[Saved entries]
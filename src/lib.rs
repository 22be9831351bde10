//! Real-time subscription core for a blockchain RPC client.
//!
//! One WebSocket connection multiplexes every logical subscription. Inbound
//! messages are demultiplexed into independent, pull-based async sequences
//! with backpressure-aware sends, strict one-poll-at-a-time discipline,
//! first-error-wins delivery, and race-free cancellation.
//!
//! # Layers
//!
//! - [`connection`]: socket open and close, backpressured send, and a
//!   shared fan-out of inbound payloads.
//! - [`publisher`] / [`demux`]: named-channel callback registry and the
//!   lazy, ref-counted channel demultiplexer.
//! - [`bridge`] / [`fanout`]: push callbacks turned into multi-consumer
//!   pull sequences.
//! - [`interruptible`]: wraps a pull sequence so it can be terminated out
//!   from under a pending poll.
//! - [`plan`]: the subscribe / notify / unsubscribe round trip, JSON-RPC
//!   framed via [`envelope`].
//!
//! # Example
//!
//! ```rust,no_run
//! use ledger_link::{
//!     execute_subscription_plan, subscription_stream, Connection, RawChannel,
//! };
//! use tokio_util::sync::CancellationToken;
//!
//! # async fn example() -> Result<(), Box<dyn std::error::Error>> {
//! let token = CancellationToken::new();
//! let connection = Connection::open("ws://localhost:8900", 65_536, &token).await?;
//! let channel = RawChannel::new(connection);
//! let subscription = execute_subscription_plan(
//!     &channel,
//!     "slotNotifications",
//!     serde_json::json!([]),
//!     &token,
//! )
//! .await?;
//! let stream = subscription_stream(&subscription, "notification", "error", &token);
//! let events = stream.events();
//! while let Some(notification) = events.next().await {
//!     println!("slot: {:?}", notification?);
//! }
//! # Ok(())
//! # }
//! ```

pub mod bridge;
pub mod connection;
pub mod demux;
pub mod envelope;
pub mod error;
pub mod fanout;
pub mod interruptible;
pub mod plan;
pub mod publisher;

pub use bridge::{subscription_stream, ChannelMessage, ChannelStream};
pub use connection::{validate_url, Connection, ConnectionState};
pub use demux::{demultiplex, DemuxedPublisher};
pub use envelope::{Request, ServerMessage};
pub use error::{LedgerLinkError, Result};
pub use fanout::{FanOut, Outcome, Subscriber};
pub use interruptible::{Interruptible, Raise, Sequence, Step};
pub use plan::{execute_subscription_plan, NotificationSubscription, RawChannel};
pub use publisher::{Callback, DataPublisher, Subscribable, Unsubscribe};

### Task
The full set of entries above needs to be restated word for word.

### Reply
filename src/lib.rs
repository 22be9831351bde10
//! Real-time subscription core for a blockchain RPC client.
//!
//! One WebSocket connection multiplexes every logical subscription. Inbound
//! messages are demultiplexed into independent, pull-based async sequences
//! with backpressure-aware sends, strict one-poll-at-a-time discipline,
//! first-error-wins delivery, and race-free cancellation.
//!
//! # Layers
//!
//! - [`connection`]: socket open and close, backpressured send, and a
//!   shared fan-out of inbound payloads.
//! - [`publisher`] / [`demux`]: named-channel callback registry and the
//!   lazy, ref-counted channel demultiplexer.
//! - [`bridge`] / [`fanout`]: push callbacks turned into multi-consumer
//!   pull sequences.
//! - [`interruptible`]: wraps a pull sequence so it can be terminated out
//!   from under a pending poll.
//! - [`plan`]: the subscribe / notify / unsubscribe round trip, JSON-RPC
//!   framed via [`envelope`].
//!
//! # Example
//!
//! ```rust,no_run
//! use ledger_link::{
//!     execute_subscription_plan, subscription_stream, Connection, RawChannel,
//! };
//! use tokio_util::sync::CancellationToken;
//!
//! # async fn example() -> Result<(), Box<dyn std::error::Error>> {
//! let token = CancellationToken::new();
//! let connection = Connection::open("ws://localhost:8900", 65_536, &token).await?;
//! let channel = RawChannel::new(connection);
//! let subscription = execute_subscription_plan(
//!     &channel,
//!     "slotNotifications",
//!     serde_json::json!([]),
//!     &token,
//! )
//! .await?;
//! let stream = subscription_stream(&subscription, "notification", "error", &token);
//! let events = stream.events();
//! while let Some(notification) = events.next().await {
//!     println!("slot: {:?}", notification?);
//! }
//! # Ok(())
//! # }
//! ```

pub mod bridge;
pub mod connection;
pub mod demux;
pub mod envelope;
pub mod error;
pub mod fanout;
pub mod interruptible;
pub mod plan;
pub mod publisher;

pub use bridge::{subscription_stream, ChannelMessage, ChannelStream};
pub use connection::{validate_url, Connection, ConnectionState};
pub use demux::{demultiplex, DemuxedPublisher};
pub use envelope::{Request, ServerMessage};
pub use error::{LedgerLinkError, Result};
pub use fanout::{FanOut, Outcome, Subscriber};
pub use interruptible::{Interruptible, Raise, Sequence, Step};
pub use plan::{execute_subscription_plan, NotificationSubscription, RawChannel};
pub use publisher::{Callback, DataPublisher, Subscribable, Unsubscribe};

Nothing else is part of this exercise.